ACTIVITY: Word for word, set down every line of the entries below from the line with "assert_eq!(visible.len(), 1);" to the line with "let feedback = Feedback", including both, and no other line.

DATASET RECORDS:

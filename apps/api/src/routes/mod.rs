pub mod health;

use axum::{
    routing::{get, post},
    Router,
};

use crate::feedback::handlers as feedback_handlers;
use crate::interviews::handlers as interview_handlers;
use crate::session::handlers as session_handlers;
use crate::state::AppState;

pub fn build_router(state: AppState) -> Router {
    Router::new()
        .route("/health", get(health::health_handler))
        // Interview API
        .route(
            "/api/v1/interviews",
            get(interview_handlers::handle_list_interviews),
        )
        .route(
            "/api/v1/interviews/generate",
            post(interview_handlers::handle_generate_interview),
        )
        .route(
            "/api/v1/interviews/latest",
            get(interview_handlers::handle_latest_interviews),
        )
        .route(
            "/api/v1/interviews/:id",
            get(interview_handlers::handle_get_interview),
        )
        // Session API
        .route(
            "/api/v1/sessions",
            post(session_handlers::handle_start_session),
        )
        .route(
            "/api/v1/sessions/:id",
            get(session_handlers::handle_get_session),
        )
        .route(
            "/api/v1/sessions/:id/events",
            post(session_handlers::handle_session_event),
        )
        .route(
            "/api/v1/sessions/:id/stop",
            post(session_handlers::handle_stop_session),
        )
        // Feedback API
        .route(
            "/api/v1/feedback",
            get(feedback_handlers::handle_list_feedback),
        )
        .route(
            "/api/v1/feedback/generate",
            post(feedback_handlers::handle_generate_feedback),
        )
        .route(
            "/api/v1/feedback/:interview_id",
            get(feedback_handlers::handle_get_feedback),
        )
        .with_state(state)
}
//! In-memory store used by tests in place of Postgres.

use std::sync::atomic::{AtomicBool, Ordering};
use std::sync::Mutex;

use async_trait::async_trait;
use chrono::Utc;
use uuid::Uuid;

use crate::models::feedback::{Feedback, FeedbackRow};
use crate::models::interview::{InterviewRow, NewInterview};
use crate::store::{InterviewStore, StoreError};

#[derive(Default)]
pub struct MemoryStore {
    interviews: Mutex<Vec<InterviewRow>>,
    feedback: Mutex<Vec<FeedbackRow>>,
    /// When set, every operation fails — simulates an outage.
    unavailable: AtomicBool,
}

impl MemoryStore {
    pub fn new() -> Self {
        Self::default()
    }

    pub fn set_unavailable(&self, unavailable: bool) {
        self.unavailable.store(unavailable, Ordering::SeqCst);
    }

    pub fn feedback_count(&self) -> usize {
        self.feedback.lock().unwrap().len()
    }

    pub fn insert_interview(&self, row: InterviewRow) {
        self.interviews.lock().unwrap().push(row);
    }

    fn check_available(&self) -> Result<(), StoreError> {
        if self.unavailable.load(Ordering::SeqCst) {
            Err(StoreError::Unavailable("simulated outage".to_string()))
        } else {
            Ok(())
        }
    }
}

#[async_trait]
impl InterviewStore for MemoryStore {
    async fn create_interview(&self, new: NewInterview) -> Result<InterviewRow, StoreError> {
        self.check_available()?;
        let row = InterviewRow {
            id: Uuid::new_v4(),
            user_id: new.user_id,
            role: new.role,
            level: new.level,
            techstack: new.techstack,
            questions: new.questions,
            finalized: new.finalized,
            created_at: Utc::now(),
        };
        self.interviews.lock().unwrap().push(row.clone());
        Ok(row)
    }

    async fn finalize_interview(&self, id: Uuid) -> Result<(), StoreError> {
        self.check_available()?;
        let mut interviews = self.interviews.lock().unwrap();
        if let Some(row) = interviews.iter_mut().find(|i| i.id == id) {
            row.finalized = true;
        }
        Ok(())
    }

    async fn list_interviews(&self, user_id: Uuid) -> Result<Vec<InterviewRow>, StoreError> {
        self.check_available()?;
        let mut rows: Vec<_> = self
            .interviews
            .lock()
            .unwrap()
            .iter()
            .filter(|i| i.user_id == user_id)
            .cloned()
            .collect();
        rows.sort_by(|a, b| b.created_at.cmp(&a.created_at));
        Ok(rows)
    }

    async fn list_other_finalized(
        &self,
        excluding_user_id: Uuid,
        limit: i64,
    ) -> Result<Vec<InterviewRow>, StoreError> {
        self.check_available()?;
        let mut rows: Vec<_> = self
            .interviews
            .lock()
            .unwrap()
            .iter()
            .filter(|i| i.finalized && i.user_id != excluding_user_id)
            .cloned()
            .collect();
        rows.sort_by(|a, b| b.created_at.cmp(&a.created_at));
        rows.truncate(limit as usize);
        Ok(rows)
    }

    async fn get_interview(&self, id: Uuid) -> Result<Option<InterviewRow>, StoreError> {
        self.check_available()?;
        Ok(self
            .interviews
            .lock()
            .unwrap()
            .iter()
            .find(|i| i.id == id)
            .cloned())
    }

    async fn save_feedback(
        &self,
        interview_id: Uuid,
        user_id: Uuid,
        feedback: Feedback,
    ) -> Result<Uuid, StoreError> {
        self.check_available()?;
        let row = FeedbackRow {
            id: Uuid::new_v4(),
            interview_id,
            user_id,
            total_score: feedback.total_score as i16,
            category_scores: feedback.category_scores,
            strengths: feedback.strengths,
            areas_for_improvement: feedback.areas_for_improvement,
            final_assessment: feedback.final_assessment,
            created_at: feedback.created_at,
        };
        let id = row.id;
        self.feedback.lock().unwrap().push(row);
        Ok(id)
    }

    async fn get_feedback(
        &self,
        interview_id: Uuid,
        user_id: Uuid,
    ) -> Result<Option<FeedbackRow>, StoreError> {
        self.check_available()?;
        Ok(self
            .feedback
            .lock()
            .unwrap()
            .iter()
            .find(|f| f.interview_id == interview_id && f.user_id == user_id)
            .cloned())
    }

    async fn list_feedback(&self, user_id: Uuid) -> Result<Vec<FeedbackRow>, StoreError> {
        self.check_available()?;
        let mut rows: Vec<_> = self
            .feedback
            .lock()
            .unwrap()
            .iter()
            .filter(|f| f.user_id == user_id)
            .cloned()
            .collect();
        rows.sort_by(|a, b| b.created_at.cmp(&a.created_at));
        Ok(rows)
    }
}

#[cfg(test)]
mod tests {
    use super::*;
    use chrono::Duration;

    fn make_interview(user_id: Uuid, finalized: bool, age_minutes: i64) -> InterviewRow {
        InterviewRow {
            id: Uuid::new_v4(),
            user_id,
            role: "Frontend Developer".to_string(),
            level: "Junior".to_string(),
            techstack: vec!["React".to_string()],
            questions: vec!["What is a closure?".to_string()],
            finalized,
            created_at: Utc::now() - Duration::minutes(age_minutes),
        }
    }

    #[tokio::test]
    async fn test_list_other_finalized_excludes_own_and_unfinalized() {
        let store = MemoryStore::new();
        let me = Uuid::new_v4();
        let other = Uuid::new_v4();

        store.insert_interview(make_interview(me, true, 1));
        store.insert_interview(make_interview(other, false, 2));
        store.insert_interview(make_interview(other, true, 3));

        let rows = store.list_other_finalized(me, 20).await.unwrap();
        assert_eq!(rows.len(), 1);
        assert_ne!(rows[0].user_id, me);
        assert!(rows[0].finalized);
    }

    #[tokio::test]
    async fn test_list_other_finalized_caps_at_limit_newest_first() {
        let store = MemoryStore::new();
        let me = Uuid::new_v4();
        let other = Uuid::new_v4();

        for age in 0..5 {
            store.insert_interview(make_interview(other, true, age));
        }

        let rows = store.list_other_finalized(me, 3).await.unwrap();
        assert_eq!(rows.len(), 3);
        for pair in rows.windows(2) {
            assert!(pair[0].created_at >= pair[1].created_at);
        }
    }

    #[tokio::test]
    async fn test_finalize_makes_interview_visible_to_others() {
        let store = MemoryStore::new();
        let owner = Uuid::new_v4();
        let created = store
            .create_interview(crate::models::interview::NewInterview {
                user_id: owner,
                role: "Backend Developer".to_string(),
                level: "Senior".to_string(),
                techstack: vec!["Rust".to_string()],
                questions: vec!["Q".to_string()],
                finalized: false,
            })
            .await
            .unwrap();

        let visible = store.list_other_finalized(Uuid::new_v4(), 20).await.unwrap();
        assert!(visible.is_empty());

        store.finalize_interview(created.id).await.unwrap();
        let visible = store.list_other_finalized(Uuid::new_v4(), 20).await.unwrap();
        assert_eq!(visible.len(), 1);
    }

    #[tokio::test]
    async fn test_unavailable_store_fails_reads_and_writes() {
        let store = MemoryStore::new();
        store.set_unavailable(true);

        assert!(store.list_interviews(Uuid::new_v4()).await.is_err());
        assert!(store.get_interview(Uuid::new_v4()).await.is_err());
    }

    #[tokio::test]
    async fn test_save_feedback_appends_without_upsert() {
        let store = MemoryStore::new();
        let interview_id = Uuid::new_v4();
        let user_id = Uuid::new_v4();

        let feedback = Feedback {
            total_score: 70,
            category_scores: vec![],
            strengths: vec![],
            areas_for_improvement: vec![],
            final_assessment: "Solid".to_string(),
            created_at: Utc::now(),
        };

        let first = store
            .save_feedback(interview_id, user_id, feedback.clone())
            .await
            .unwrap();
        let second = store
            .save_feedback(interview_id, user_id, feedback)
            .await
            .unwrap();

        assert_ne!(first, second);
        assert_eq!(store.feedback_count(), 2);
    }
}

EXERCISE RESPONSE:
        assert_eq!(visible.len(), 1);
    }

    #[tokio::test]
    async fn test_unavailable_store_fails_reads_and_writes() {
        let store = MemoryStore::new();
        store.set_unavailable(true);

        assert!(store.list_interviews(Uuid::new_v4()).await.is_err());
        assert!(store.get_interview(Uuid::new_v4()).await.is_err());
    }

    #[tokio::test]
    async fn test_save_feedback_appends_without_upsert() {
        let store = MemoryStore::new();
        let interview_id = Uuid::new_v4();
        let user_id = Uuid::new_v4();

        let feedback = Feedback {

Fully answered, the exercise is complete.